| Data in this exercise |
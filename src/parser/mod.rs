pub mod types;
pub mod yaml;

pub use types::{CheckSpec, ChecklistFile, Requirement, Step};
pub use yaml::{parse_checklist_content, parse_checklist_file};
use clap::{Parser, Subcommand};
use colored::Colorize;
use std::path::PathBuf;

use lumi_checklist::backend::{Injection, BACKENDS};
use lumi_checklist::report;
use lumi_checklist::runner::{self, RunOptions};
use lumi_checklist::suites;

#[derive(Parser)]
#[command(name = "lumi-checklist")]
#[command(author = "NL Team")]
#[command(version = "0.1.0")]
#[command(about = "Sequential checklist runner for app backends", long_about = None)]
struct Cli {
    #[command(subcommand)]
    command: Commands,
}

#[derive(Subcommand)]
enum Commands {
    /// Run checklist file(s), a directory or a built-in suite
    Run {
        /// Checklist file or directory. With --suite, the project directory for file checks.
        path: Option<PathBuf>,

        /// Built-in suite to run (see `suites`)
        #[arg(short, long)]
        suite: Option<String>,

        /// Backend to run against
        #[arg(short, long, default_value = "memory")]
        backend: String,

        /// Output directory for results and reports
        #[arg(short, long)]
        output: Option<PathBuf>,

        /// Generate HTML and JUnit reports next to the results
        #[arg(long, default_value = "false")]
        report: bool,

        /// Default per-check timeout in milliseconds
        #[arg(long)]
        timeout_ms: Option<u64>,

        /// Timeout for the whole run in milliseconds
        #[arg(long)]
        run_timeout_ms: Option<u64>,

        /// Only run checklists with these tags (comma-separated)
        #[arg(short, long, value_delimiter = ',')]
        tags: Option<Vec<String>>,

        /// Fail the next call of an operation, e.g. `uploadBlob=Unavailable`. Repeatable.
        #[arg(long = "inject")]
        inject: Vec<Injection>,
    },

    /// List built-in suites
    Suites,

    /// Generate report from saved checklist results
    Report {
        /// Path to checklist-results.json
        results: PathBuf,

        /// Output format (json, html, junit)
        #[arg(short, long, default_value = "html")]
        format: String,

        /// Output file path
        #[arg(short, long)]
        output: Option<PathBuf>,
    },
}

#[tokio::main]
async fn main() -> anyhow::Result<()> {
    env_logger::Builder::from_env(env_logger::Env::default().default_filter_or("warn")).init();
    let cli = Cli::parse();

    match cli.command {
        Commands::Run {
            path,
            suite,
            backend,
            output,
            report,
            timeout_ms,
            run_timeout_ms,
            tags,
            inject,
        } => {
            if !BACKENDS.contains(&backend.as_str()) {
                anyhow::bail!(
                    "Unknown backend: {} (available: {})",
                    backend,
                    BACKENDS.join(", ")
                );
            }

            println!("  Backend: {}", backend.cyan());
            if let Some(ref tags_list) = tags {
                println!("  Tags: {}", tags_list.join(", ").yellow());
            }
            if let Some(ref out) = output {
                println!("  Output: {}", out.display().to_string().cyan());
            }
            if report {
                println!("  Reports: {}", "Enabled".green());
            }
            for injection in &inject {
                println!(
                    "  Inject: {} on {:?}",
                    injection.kind.to_string().red(),
                    injection.operation
                );
            }

            let options = RunOptions {
                backend,
                injections: inject,
                output,
                report,
                check_timeout_ms: timeout_ms,
                run_timeout_ms,
                tags,
            };

            let results = match (suite, path) {
                (Some(name), project) => {
                    let project = project.unwrap_or_else(|| PathBuf::from("."));
                    println!(
                        "{} Running suite {} against {}",
                        "▶".green().bold(),
                        name.cyan(),
                        project.display()
                    );
                    vec![runner::run_suite(&name, &project, &options).await?]
                }
                (None, Some(path)) => {
                    println!(
                        "{} Running checklists from: {}",
                        "▶".green().bold(),
                        path.display()
                    );
                    runner::run_path(&path, &options).await?
                }
                (None, None) => anyhow::bail!("Give a checklist path or --suite NAME"),
            };

            if !report::print_summaries(&results) {
                std::process::exit(1);
            }
        }

        Commands::Suites => {
            println!("{} Built-in suites:", "📋".to_string().blue());
            for suite in suites::list() {
                println!("  {:<10} {}", suite.name.cyan(), suite.summary);
            }
        }

        Commands::Report {
            results,
            format,
            output,
        } => {
            println!(
                "{} Generating {} report from: {}",
                "📊".to_string().blue(),
                format.cyan(),
                results.display()
            );
            report::generate_report(&results, &format, output.as_deref()).await?;
        }
    }

    Ok(())
}
pub mod config;

pub use config::RunnerConfig;
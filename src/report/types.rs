use crate::runner::state::Report;
use serde::{Deserialize, Serialize};

/// Saved results of one checklist run, the input of every report format
#[derive(Debug, Clone, Serialize, Deserialize)]
#[serde(rename_all = "camelCase")]
pub struct ChecklistResults {
    pub run_id: String,
    pub checklist: String,
    pub backend: String,
    pub report: Report,
    pub generated_at: String,
}

impl ChecklistResults {
    pub fn new(checklist: &str, backend: &str, report: Report) -> Self {
        Self {
            run_id: report.run_id().to_string(),
            checklist: checklist.to_string(),
            backend: backend.to_string(),
            report,
            generated_at: chrono::Utc::now().to_rfc3339(),
        }
    }
}
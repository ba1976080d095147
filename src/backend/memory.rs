use super::traits::{
    Actor, Backend, BackendError, BlobRef, ErrorKind, Operation, Payload, RecordId,
};
use async_trait::async_trait;
use std::collections::{HashMap, VecDeque};
use std::time::Duration;
use tokio::sync::{Mutex, MutexGuard};
use uuid::Uuid;

#[derive(Default)]
struct MemoryState {
    /// identity -> (actor, credential)
    actors: HashMap<String, (Actor, String)>,
    session: Option<Actor>,
    /// collection -> records in insertion order
    collections: HashMap<String, Vec<(RecordId, Payload)>>,
    /// path -> (bytes, download token)
    blobs: HashMap<String, (Vec<u8>, String)>,
    injected: HashMap<Operation, VecDeque<BackendError>>,
    unavailable: bool,
}

/// In-process backend with the same access rules as the hosted one
///
/// Writes require a signed-in actor, reads are public. Intended for local
/// checklist runs and tests, so it also exposes failure injection, an
/// outage switch and artificial latency.
pub struct MemoryBackend {
    bucket: String,
    latency: Option<Duration>,
    state: Mutex<MemoryState>,
}

impl MemoryBackend {
    pub fn new() -> Self {
        Self {
            bucket: "lumi-checklist.local".to_string(),
            latency: None,
            state: Mutex::new(MemoryState::default()),
        }
    }

    /// Delay every call by `latency` before it touches state
    pub fn with_latency(mut self, latency: Duration) -> Self {
        self.latency = Some(latency);
        self
    }

    /// Make the next call of `op` fail with `error`. Injections queue up per operation.
    pub async fn inject_failure(&self, op: Operation, error: BackendError) {
        log::debug!("Injecting {} into next {:?} call", error.kind(), op);
        let mut state = self.state.lock().await;
        state.injected.entry(op).or_default().push_back(error);
    }

    /// Simulate an outage: every call fails with `Unavailable` until cleared
    pub async fn set_unavailable(&self, unavailable: bool) {
        self.state.lock().await.unavailable = unavailable;
    }

    pub async fn record_count(&self, collection: &str) -> usize {
        self.state
            .lock()
            .await
            .collections
            .get(collection)
            .map_or(0, |records| records.len())
    }

    pub async fn blob_exists(&self, path: &str) -> bool {
        self.state.lock().await.blobs.contains_key(path)
    }

    /// Common entry for every call: latency, outage and injected failures
    async fn enter(&self, op: Operation) -> Result<MutexGuard<'_, MemoryState>, BackendError> {
        if let Some(latency) = self.latency {
            tokio::time::sleep(latency).await;
        }

        let mut state = self.state.lock().await;
        if state.unavailable {
            return Err(BackendError::Unavailable("backend is offline".to_string()));
        }
        if let Some(error) = state.injected.get_mut(&op).and_then(|q| q.pop_front()) {
            log::debug!("Injected failure for {:?}: {}", op, error);
            return Err(error);
        }
        Ok(state)
    }
}

impl Default for MemoryBackend {
    fn default() -> Self {
        Self::new()
    }
}

fn require_session(state: &MemoryState, what: &str) -> Result<(), BackendError> {
    if state.session.is_none() {
        return Err(ErrorKind::PermissionDenied.error(format!(
            "{} requires an authenticated actor",
            what
        )));
    }
    Ok(())
}

#[async_trait]
impl Backend for MemoryBackend {
    fn backend_name(&self) -> &str {
        "memory"
    }

    async fn create_actor(&self, identity: &str, credential: &str) -> Result<Actor, BackendError> {
        let mut state = self.enter(Operation::CreateActor).await?;
        if state.actors.contains_key(identity) {
            return Err(BackendError::DuplicateIdentity(format!(
                "identity already registered: {}",
                identity
            )));
        }

        let actor = Actor {
            id: Uuid::new_v4().simple().to_string(),
            identity: identity.to_string(),
        };
        state
            .actors
            .insert(identity.to_string(), (actor.clone(), credential.to_string()));
        state.session = Some(actor.clone());
        Ok(actor)
    }

    async fn authenticate(&self, identity: &str, credential: &str) -> Result<Actor, BackendError> {
        let mut state = self.enter(Operation::Authenticate).await?;
        let actor = match state.actors.get(identity) {
            Some((actor, stored)) if stored == credential => actor.clone(),
            _ => {
                return Err(BackendError::InvalidCredential(format!(
                    "wrong identity or credential for {}",
                    identity
                )))
            }
        };
        state.session = Some(actor.clone());
        Ok(actor)
    }

    async fn deauthenticate(&self) -> Result<(), BackendError> {
        let mut state = self.enter(Operation::Deauthenticate).await?;
        state.session = None;
        Ok(())
    }

    async fn current_actor(&self) -> Option<Actor> {
        self.state.lock().await.session.clone()
    }

    async fn create_record(
        &self,
        collection: &str,
        payload: Payload,
    ) -> Result<RecordId, BackendError> {
        let mut state = self.enter(Operation::CreateRecord).await?;
        require_session(&state, "create_record")?;

        let id = RecordId(Uuid::new_v4().simple().to_string());
        state
            .collections
            .entry(collection.to_string())
            .or_default()
            .push((id.clone(), payload));
        Ok(id)
    }

    async fn read_record(
        &self,
        collection: &str,
        id: &RecordId,
    ) -> Result<Option<Payload>, BackendError> {
        let state = self.enter(Operation::ReadRecord).await?;
        let found = state
            .collections
            .get(collection)
            .and_then(|records| records.iter().find(|(rid, _)| rid == id))
            .map(|(_, payload)| payload.clone());
        Ok(found)
    }

    async fn update_record(
        &self,
        collection: &str,
        id: &RecordId,
        partial: Payload,
    ) -> Result<(), BackendError> {
        let mut state = self.enter(Operation::UpdateRecord).await?;
        require_session(&state, "update_record")?;

        let record = state
            .collections
            .get_mut(collection)
            .and_then(|records| records.iter_mut().find(|(rid, _)| rid == id))
            .ok_or_else(|| BackendError::NotFound(format!("{}/{}", collection, id)))?;
        for (key, value) in partial {
            record.1.insert(key, value);
        }
        Ok(())
    }

    async fn delete_record(&self, collection: &str, id: &RecordId) -> Result<(), BackendError> {
        let mut state = self.enter(Operation::DeleteRecord).await?;
        require_session(&state, "delete_record")?;

        let records = state
            .collections
            .get_mut(collection)
            .ok_or_else(|| BackendError::NotFound(format!("{}/{}", collection, id)))?;
        let position = records
            .iter()
            .position(|(rid, _)| rid == id)
            .ok_or_else(|| BackendError::NotFound(format!("{}/{}", collection, id)))?;
        records.remove(position);
        Ok(())
    }

    async fn list_records(
        &self,
        collection: &str,
        limit: usize,
    ) -> Result<Vec<Payload>, BackendError> {
        let state = self.enter(Operation::ListRecords).await?;
        Ok(state
            .collections
            .get(collection)
            .map(|records| {
                records
                    .iter()
                    .take(limit)
                    .map(|(_, payload)| payload.clone())
                    .collect()
            })
            .unwrap_or_default())
    }

    async fn upload_blob(&self, path: &str, bytes: Vec<u8>) -> Result<BlobRef, BackendError> {
        let mut state = self.enter(Operation::UploadBlob).await?;
        require_session(&state, "upload_blob")?;

        let token = Uuid::new_v4().to_string();
        state.blobs.insert(path.to_string(), (bytes, token));
        Ok(BlobRef::new(path))
    }

    async fn get_blob_url(&self, blob: &BlobRef) -> Result<String, BackendError> {
        let state = self.enter(Operation::GetBlobUrl).await?;
        let (_, token) = state
            .blobs
            .get(&blob.path)
            .ok_or_else(|| BackendError::NotFound(format!("blob {}", blob.path)))?;
        Ok(format!("memory://{}/{}?token={}", self.bucket, blob.path, token))
    }

    async fn delete_blob(&self, blob: &BlobRef) -> Result<(), BackendError> {
        let mut state = self.enter(Operation::DeleteBlob).await?;
        require_session(&state, "delete_blob")?;

        state
            .blobs
            .remove(&blob.path)
            .map(|_| ())
            .ok_or_else(|| BackendError::NotFound(format!("blob {}", blob.path)))
    }
}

| What is required |
Where does "ErrorKind" occur in the data? Copy each line that has it.

| Problem solution |
    Actor, Backend, BackendError, BlobRef, ErrorKind, Operation, Payload, RecordId,
        return Err(ErrorKind::PermissionDenied.error(format!(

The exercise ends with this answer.